Module 7 - Personality Disorders

Specific Personality Disorders: Antisocial Personality Disorder

People with features of an antisocial personality disorder show longstanding disregard for the rules of society and the rights of others. The main features are aggression; property loss and damage; deceitfulness and theft, and the serious violation of societal rules. People with an antisocial personality disorder may present to psychiatric or forensic services and there may be significant levels of risk to staff and peers. In addition to aggression and criminal behaviours, people with antisocial personality disorder can also be impulsive with little regard for the safety of themselves or others. They may take no responsibility for their actions and appear incapable of genuine remorse. Clinicians may be reluctant to diagnose such a disorder in a person with intellectual disability and may attribute these features to developmental delay and intellectual disability. However,  learning disability, Attention Deficit Hyperactivity Disorder and challenging behaviour are seen as risk factors for antisocial personality disorder in the general population. All of these are more common in people with intellectual disability. Specific syndromes leading to intellectual disability are also associated with antisocial behaviour and these include foetal alcohol syndrome and acquired brain injury.

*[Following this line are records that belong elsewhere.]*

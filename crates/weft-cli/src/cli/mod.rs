//! CLI argument definitions using the clap derive API.
//!
//! This module is the *only* place that knows about argument names, aliases,
//! help text, and value enums. No business logic lives here.

use std::path::PathBuf;

use clap::{Args, Parser, Subcommand, ValueEnum};

pub mod global;
pub use global::GlobalArgs;

// ── Top-level CLI ─────────────────────────────────────────────────────────────

/// Main CLI entry-point.
#[derive(Debug, Parser)]
#[command(
    name    = "weft",
    bin_name = "weft",
    version  = env!("CARGO_PKG_VERSION"),
    author   = env!("CARGO_PKG_AUTHORS"),
    about    = "Compose templates with include and extends directives",
    long_about = "Weft follows {{include \"x\"}} and {{extends \"x\"}} directives \
                  through a tree of template files, composes every referenced \
                  file into one set and renders it with Handlebars.",
    after_help = "EXAMPLES:\n\
        \x20 weft render page.html --base-dir views --var title=Home\n\
        \x20 weft units page.html --base-dir views --format json\n\
        \x20 weft scan views/page.html\n\
        \x20 weft completions bash > /usr/share/bash-completion/completions/weft",
    arg_required_else_help = true,
    subcommand_required    = true,
)]
pub struct Cli {
    /// Flags available on every subcommand.
    #[command(flatten)]
    pub global: GlobalArgs,

    /// Subcommand to execute.
    #[command(subcommand)]
    pub command: Commands,
}

// ── Subcommands ───────────────────────────────────────────────────────────────

/// All available subcommands.
#[derive(Debug, Subcommand)]
pub enum Commands {
    /// Compose a template and render it to stdout.
    #[command(
        visible_alias = "r",
        about = "Compose and render a template",
        after_help = "EXAMPLES:\n\
            \x20 weft render page.html --base-dir views\n\
            \x20 weft render page.html --data page.json --var title=Home\n\
            \x20 weft render page.html --no-cache"
    )]
    Render(RenderArgs),

    /// List the units a composition pulls in.
    #[command(
        visible_alias = "ls",
        about = "List the units of a composed set",
        after_help = "EXAMPLES:\n\
            \x20 weft units page.html --base-dir views\n\
            \x20 weft units page.html --format json"
    )]
    Units(UnitsArgs),

    /// Show the directives found in a single file.
    #[command(
        about = "List directives in a template file",
        after_help = "EXAMPLES:\n\
            \x20 weft scan views/page.html\n\
            \x20 weft scan views/page.html --format json"
    )]
    Scan(ScanArgs),

    /// Generate shell completion scripts.
    #[command(
        about = "Generate shell completions",
        after_help = "EXAMPLES:\n\
            \x20 weft completions bash > ~/.local/share/bash-completion/completions/weft\n\
            \x20 weft completions zsh  > ~/.zfunc/_weft\n\
            \x20 weft completions fish > ~/.config/fish/completions/weft.fish"
    )]
    Completions(CompletionsArgs),

    /// Inspect the Weft configuration.
    #[command(
        about = "Configuration management",
        subcommand,
        after_help = "EXAMPLES:\n\
            \x20 weft config get templates.base_dir\n\
            \x20 weft config list\n\
            \x20 weft config path"
    )]
    Config(ConfigCommands),
}

// ── shared ────────────────────────────────────────────────────────────────────

/// Where templates are read from; overrides `templates.base_dir`.
#[derive(Debug, Args)]
pub struct SourceArgs {
    /// Directory prefixed to every template name.
    #[arg(
        short = 'b',
        long = "base-dir",
        value_name = "DIR",
        help = "Directory templates are read from"
    )]
    pub base_dir: Option<String>,
}

/// Output format for listing commands.
#[derive(Debug, Clone, Copy, Default, PartialEq, Eq, ValueEnum)]
pub enum ListFormat {
    /// One entry per line.
    #[default]
    Plain,
    /// JSON document.
    Json,
}

// ── render ────────────────────────────────────────────────────────────────────

/// Arguments for `weft render`.
#[derive(Debug, Args)]
pub struct RenderArgs {
    /// Template to compose, relative to the base directory.
    #[arg(value_name = "ROOT", help = "Root template name")]
    pub root: String,

    #[command(flatten)]
    pub source: SourceArgs,

    /// JSON file used as the render context.
    #[arg(
        short = 'd',
        long = "data",
        value_name = "FILE",
        help = "JSON file with render data"
    )]
    pub data: Option<PathBuf>,

    /// Extra `KEY=VALUE` pairs; they override keys from `--data`.
    #[arg(
        long = "var",
        value_name = "KEY=VALUE",
        value_parser = parse_var,
        help = "Set a render variable (repeatable)"
    )]
    pub vars: Vec<(String, String)>,

    /// Skip the template cache for this run.
    #[arg(long = "no-cache", help = "Disable the template cache")]
    pub no_cache: bool,
}

fn parse_var(raw: &str) -> Result<(String, String), String> {
    match raw.split_once('=') {
        Some((key, value)) if !key.is_empty() => Ok((key.to_owned(), value.to_owned())),
        _ => Err(format!("expected KEY=VALUE, got '{raw}'")),
    }
}

// ── units ─────────────────────────────────────────────────────────────────────

/// Arguments for `weft units`.
#[derive(Debug, Args)]
pub struct UnitsArgs {
    /// Template to compose, relative to the base directory.
    #[arg(value_name = "ROOT", help = "Root template name")]
    pub root: String,

    #[command(flatten)]
    pub source: SourceArgs,

    #[arg(long = "format", value_enum, default_value = "plain", help = "Output format")]
    pub format: ListFormat,
}

// ── scan ──────────────────────────────────────────────────────────────────────

/// Arguments for `weft scan`.
#[derive(Debug, Args)]
pub struct ScanArgs {
    /// File to scan. Read as given, not relative to the base directory.
    #[arg(value_name = "FILE", help = "Template file to scan")]
    pub file: PathBuf,

    #[arg(long = "format", value_enum, default_value = "plain", help = "Output format")]
    pub format: ListFormat,
}

// ── completions ───────────────────────────────────────────────────────────────

/// Arguments for `weft completions`.
#[derive(Debug, Args)]
pub struct CompletionsArgs {
    /// Target shell.
    #[arg(value_enum, help = "Shell to generate completions for")]
    pub shell: Shell,
}

/// Supported shells for completion generation.
#[derive(Debug, Clone, Copy, ValueEnum)]
pub enum Shell {
    Bash,
    Zsh,
    Fish,
    PowerShell,
    Elvish,
}

// ── config subcommands ────────────────────────────────────────────────────────

/// Subcommands for `weft config`.
#[derive(Debug, Subcommand)]
pub enum ConfigCommands {
    /// Print the value of a configuration key.
    Get {
        /// Dotted key path, e.g. `templates.base_dir`.
        key: String,
    },
    /// Print all configuration values.
    List,
    /// Print the path to the default configuration file.
    Path,
}

// ── tests ─────────────────────────────────────────────────────────────────────

#[cfg(test)]
mod tests {
    use super::*;
    use clap::{CommandFactory, Parser};

    #[test]
    fn verify_cli_structure() {
        Cli::command().debug_assert();
    }

    #[test]
    fn parse_render_command() {
        let cli = Cli::parse_from([
            "weft",
            "render",
            "page.html",
            "--base-dir",
            "views",
            "--var",
            "title=Home",
            "--var",
            "empty=",
            "--no-cache",
        ]);
        let Commands::Render(args) = cli.command else {
            panic!("expected Render command");
        };
        assert_eq!(args.root, "page.html");
        assert_eq!(args.source.base_dir.as_deref(), Some("views"));
        assert_eq!(
            args.vars,
            vec![
                ("title".to_owned(), "Home".to_owned()),
                ("empty".to_owned(), String::new()),
            ]
        );
        assert!(args.no_cache);
    }

    #[test]
    fn var_value_may_contain_equals() {
        assert_eq!(
            parse_var("q=a=b").unwrap(),
            ("q".to_owned(), "a=b".to_owned())
        );
    }

    #[test]
    fn var_without_equals_is_rejected() {
        assert!(parse_var("title").is_err());
        assert!(parse_var("=x").is_err());
        assert!(Cli::try_parse_from(["weft", "render", "p", "--var", "nope"]).is_err());
    }

    #[test]
    fn units_alias_and_format() {
        let cli = Cli::parse_from(["weft", "ls", "page", "--format", "json"]);
        let Commands::Units(args) = cli.command else {
            panic!("expected Units command");
        };
        assert_eq!(args.format, ListFormat::Json);
    }

    #[test]
    fn scan_defaults_to_plain() {
        let cli = Cli::parse_from(["weft", "scan", "views/page.html"]);
        let Commands::Scan(args) = cli.command else {
            panic!("expected Scan command");
        };
        assert_eq!(args.format, ListFormat::Plain);
        assert_eq!(args.file, PathBuf::from("views/page.html"));
    }

    #[test]
    fn quiet_and_verbose_conflict() {
        let result = Cli::try_parse_from(["weft", "--quiet", "--verbose", "units", "x"]);
        assert!(result.is_err());
    }
}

Abuse, neglect, inadequate education, poor social skills and maladaptive coping behaviours occurring in someone with a low threshold to frustration and limited impulse control will all also contribute to a risk of developing an antisocial personality. An undiagnosed pervasive developmental disorder can also present with features of antisocial personality disorder. In people with both intellectual disability and antisocial personality disorder, assessment may reveal a disrupted school experience, inappropriate sexual behaviour, criminal charges and behaviours, drug and alcohol problems, poor self-care and homelessness. The person may present to disability services through the forensic system or be referred to behaviour intervention teams due to anger, aggression, property damage, sexual offending, demanding behaviour with an inflated sense of entitlement, substance use, deceitfulness, manipulation of others and malingering. There can be significant risks to the person themselves, support staff and to vulnerable peers.